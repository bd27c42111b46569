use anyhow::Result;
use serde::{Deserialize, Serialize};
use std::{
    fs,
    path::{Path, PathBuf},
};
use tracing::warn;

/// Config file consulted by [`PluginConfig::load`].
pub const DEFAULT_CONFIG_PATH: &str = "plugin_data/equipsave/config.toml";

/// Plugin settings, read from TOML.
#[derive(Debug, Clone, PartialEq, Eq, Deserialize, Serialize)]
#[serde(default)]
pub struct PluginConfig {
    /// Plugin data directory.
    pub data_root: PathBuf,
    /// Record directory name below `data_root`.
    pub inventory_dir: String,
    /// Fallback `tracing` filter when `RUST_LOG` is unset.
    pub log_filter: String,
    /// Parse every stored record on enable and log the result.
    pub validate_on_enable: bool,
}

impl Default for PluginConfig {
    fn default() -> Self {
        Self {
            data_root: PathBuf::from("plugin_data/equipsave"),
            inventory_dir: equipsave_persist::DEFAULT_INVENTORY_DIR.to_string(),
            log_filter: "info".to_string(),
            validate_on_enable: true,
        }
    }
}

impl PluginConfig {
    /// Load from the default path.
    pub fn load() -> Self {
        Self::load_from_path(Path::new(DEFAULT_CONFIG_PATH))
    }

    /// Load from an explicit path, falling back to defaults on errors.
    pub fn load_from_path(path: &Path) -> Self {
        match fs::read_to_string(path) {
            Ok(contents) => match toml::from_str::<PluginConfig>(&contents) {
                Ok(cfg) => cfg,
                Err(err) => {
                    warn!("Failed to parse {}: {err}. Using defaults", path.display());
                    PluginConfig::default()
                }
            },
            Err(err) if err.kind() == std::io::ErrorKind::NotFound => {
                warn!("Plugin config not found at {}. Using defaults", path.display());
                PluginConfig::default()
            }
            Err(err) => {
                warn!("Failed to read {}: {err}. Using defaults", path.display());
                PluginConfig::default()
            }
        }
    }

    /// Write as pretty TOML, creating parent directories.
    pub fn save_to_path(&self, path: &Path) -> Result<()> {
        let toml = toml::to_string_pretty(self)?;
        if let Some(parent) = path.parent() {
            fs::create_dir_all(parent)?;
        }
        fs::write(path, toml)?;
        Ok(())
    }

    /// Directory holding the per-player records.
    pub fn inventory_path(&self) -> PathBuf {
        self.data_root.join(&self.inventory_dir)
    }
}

• Work to be completed
Transcribe all of the entries without altering anything.

• Your solution
repository bd27c42111b46569
use anyhow::Result;
use serde::{Deserialize, Serialize};
use std::{
    fs,
    path::{Path, PathBuf},
};
use tracing::warn;

/// Config file consulted by [`PluginConfig::load`].
pub const DEFAULT_CONFIG_PATH: &str = "plugin_data/equipsave/config.toml";

/// Plugin settings, read from TOML.
#[derive(Debug, Clone, PartialEq, Eq, Deserialize, Serialize)]
#[serde(default)]
pub struct PluginConfig {
    /// Plugin data directory.
    pub data_root: PathBuf,
    /// Record directory name below `data_root`.
    pub inventory_dir: String,
    /// Fallback `tracing` filter when `RUST_LOG` is unset.
    pub log_filter: String,
    /// Parse every stored record on enable and log the result.
    pub validate_on_enable: bool,
}

impl Default for PluginConfig {
    fn default() -> Self {
        Self {
            data_root: PathBuf::from("plugin_data/equipsave"),
            inventory_dir: equipsave_persist::DEFAULT_INVENTORY_DIR.to_string(),
            log_filter: "info".to_string(),
            validate_on_enable: true,
        }
    }
}

impl PluginConfig {
    /// Load from the default path.
    pub fn load() -> Self {
        Self::load_from_path(Path::new(DEFAULT_CONFIG_PATH))
    }

    /// Load from an explicit path, falling back to defaults on errors.
    pub fn load_from_path(path: &Path) -> Self {
        match fs::read_to_string(path) {
            Ok(contents) => match toml::from_str::<PluginConfig>(&contents) {
                Ok(cfg) => cfg,
                Err(err) => {
                    warn!("Failed to parse {}: {err}. Using defaults", path.display());
                    PluginConfig::default()
                }
            },
            Err(err) if err.kind() == std::io::ErrorKind::NotFound => {
                warn!("Plugin config not found at {}. Using defaults", path.display());
                PluginConfig::default()
            }
            Err(err) => {
                warn!("Failed to read {}: {err}. Using defaults", path.display());
                PluginConfig::default()
            }
        }
    }

    /// Write as pretty TOML, creating parent directories.
    pub fn save_to_path(&self, path: &Path) -> Result<()> {
        let toml = toml::to_string_pretty(self)?;
        if let Some(parent) = path.parent() {
            fs::create_dir_all(parent)?;
        }
        fs::write(path, toml)?;
        Ok(())
    }

    /// Directory holding the per-player records.
    pub fn inventory_path(&self) -> PathBuf {
        self.data_root.join(&self.inventory_dir)
    }
}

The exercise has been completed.